#### MATERIAL SUPPLIED ####
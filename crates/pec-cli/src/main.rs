mod cli;
mod commands;
mod config;
mod error;
mod logging;

use crate::cli::{Cli, Commands};
use crate::error::Result;
use clap::Parser;
use tracing::{debug, error, info};

fn main() {
    if let Err(e) = run_app() {
        eprintln!("\n❌ Error: {e}");
        std::process::exit(1);
    }
}

fn run_app() -> Result<()> {
    let cli = Cli::parse();
    logging::setup_logging(cli.verbose, cli.quiet, cli.log_file.clone())?;

    info!("pec v{} starting up.", env!("CARGO_PKG_VERSION"));
    debug!("Full CLI arguments parsed: {:?}", &cli);

    let command_result = match cli.command {
        Commands::Fit(args) => {
            info!("Dispatching to 'fit' command.");
            commands::fit::run(args)
        }
        Commands::Correct(args) => {
            info!("Dispatching to 'correct' command.");
            commands::correct::run(args)
        }
    };

    match &command_result {
        Ok(_) => info!("Command completed successfully."),
        Err(e) => error!("Command failed: {e}"),
    }

    command_result
}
####
- _WHAT YOU HAVE TO DO_
Repeat the records above in full, word for word.

- _RESULT OF THIS TASK_
filename crates/pec-cli/src/main.rs
mod cli;
mod commands;
mod config;
mod error;
mod logging;

use crate::cli::{Cli, Commands};
use crate::error::Result;
use clap::Parser;
use tracing::{debug, error, info};

fn main() {
    if let Err(e) = run_app() {
        eprintln!("\n❌ Error: {e}");
        std::process::exit(1);
    }
}

fn run_app() -> Result<()> {
    let cli = Cli::parse();
    logging::setup_logging(cli.verbose, cli.quiet, cli.log_file.clone())?;

    info!("pec v{} starting up.", env!("CARGO_PKG_VERSION"));
    debug!("Full CLI arguments parsed: {:?}", &cli);

    let command_result = match cli.command {
        Commands::Fit(args) => {
            info!("Dispatching to 'fit' command.");
            commands::fit::run(args)
        }
        Commands::Correct(args) => {
            info!("Dispatching to 'correct' command.");
            commands::correct::run(args)
        }
    };

    match &command_result {
        Ok(_) => info!("Command completed successfully."),
        Err(e) => error!("Command failed: {e}"),
    }

    command_result
}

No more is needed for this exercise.